**Collected data**

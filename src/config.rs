//! Analysis configuration
//!
//! The dominance and loop algorithms themselves are not configurable. This module only
//! gates the optional stages of the per-function driver, [`FunctionAnalysis`], and
//! whether results are written back into the graph collection.
//!
//! [`FunctionAnalysis`]: crate::analysis::FunctionAnalysis

/// Configuration for the per-function analysis driver
///
/// Dominators, post-dominators and the loop forest are always computed. The flags
/// below decide which results are recorded as selector bits on the function's graph
/// collection and which follow-up passes run.
#[derive(Debug, Clone, Copy, PartialEq, Eq)]
#[allow(clippy::struct_excessive_bools)]
pub struct AnalysisConfig {
    /// Record dominator and post-dominator tree edges under `DOMINATOR` and
    /// `POST_DOMINATOR`
    pub record_tree_edges: bool,

    /// Record the DJ-graph join edges under `JOIN`
    pub record_join_edges: bool,

    /// Add control dependence edges under `CDG`
    pub compute_control_dependences: bool,

    /// Move spanning-tree back edges from `CFG` to `FEEDBACK_CFG`, leaving the `CFG` view
    /// acyclic
    pub split_feedback_edges: bool,

    /// Check the loop forest invariants after construction
    pub verify_loops: bool,
}

impl Default for AnalysisConfig {
    fn default() -> Self {
        Self {
            record_tree_edges: true,
            record_join_edges: true,
            compute_control_dependences: false,
            split_feedback_edges: false,
            verify_loops: cfg!(debug_assertions),
        }
    }
}

impl AnalysisConfig {
    /// Creates a configuration that leaves the graph collection untouched
    ///
    /// Only the dominance trees and the loop forest are produced.
    #[must_use]
    pub fn minimal() -> Self {
        Self {
            record_tree_edges: false,
            record_join_edges: false,
            compute_control_dependences: false,
            split_feedback_edges: false,
            verify_loops: false,
        }
    }

    /// Creates a configuration running every stage, verification included
    #[must_use]
    pub fn full() -> Self {
        Self {
            record_tree_edges: true,
            record_join_edges: true,
            compute_control_dependences: true,
            split_feedback_edges: true,
            verify_loops: true,
        }
    }
}
//! Edge selectors: the logical graphs an edge record belongs to.
//!
//! One physical edge can simultaneously be part of the control flow graph, the
//! dominator tree, the DJ-graph and the control dependence graph. Each of those
//! logical graphs owns one bit of the [`Selector`] mask. Views filter edges by
//! intersecting their own mask with the edge's mask.

use bitflags::bitflags;

bitflags! {
    /// Bitmask naming the logical graphs an edge is a member of.
    ///
    /// # Examples
    ///
    /// ```rust
    /// use cfgscope::Selector;
    ///
    /// let edge = Selector::CFG | Selector::DOMINATOR;
    /// assert!(edge.intersects(Selector::DJ));
    /// assert!(!edge.intersects(Selector::POST_DOMINATOR));
    /// ```
    #[derive(Debug, Clone, Copy, PartialEq, Eq, PartialOrd, Ord, Hash, Default)]
    pub struct Selector: u32 {
        /// Control flow edges between basic blocks
        const CFG = 1 << 0;
        /// Control dependence edges
        const CDG = 1 << 1;
        /// Loop back edges moved out of the acyclic control flow graph
        const FEEDBACK_CFG = 1 << 2;
        /// Dominator tree edges, immediate dominator to dominated block
        const DOMINATOR = 1 << 7;
        /// Post-dominator tree edges, immediate post-dominator to post-dominated block
        const POST_DOMINATOR = 1 << 8;
        /// Join edges of the DJ-graph (control flow edges that are not dominator tree edges)
        const JOIN = 1 << 9;
        /// Edges instrumented for path profiling
        const PATH_PROFILE = 1 << 10;

        /// The DJ-graph: dominator tree plus join edges
        const DJ = Self::DOMINATOR.bits() | Self::JOIN.bits();
        /// Control flow including the feedback edges
        const FULL_CFG = Self::CFG.bits() | Self::FEEDBACK_CFG.bits();
    }
}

**Task directions**
Retype exactly, and only, the lines above from the one where "to post-dominated block" occurs up to and including the one where "const PATH_PROFILE = 1 << 10;" occurs.

**Response below**
        /// Post-dominator tree edges, immediate post-dominator to post-dominated block
        const POST_DOMINATOR = 1 << 8;
        /// Join edges of the DJ-graph (control flow edges that are not dominator tree edges)
        const JOIN = 1 << 9;
        /// Edges instrumented for path profiling
        const PATH_PROFILE = 1 << 10;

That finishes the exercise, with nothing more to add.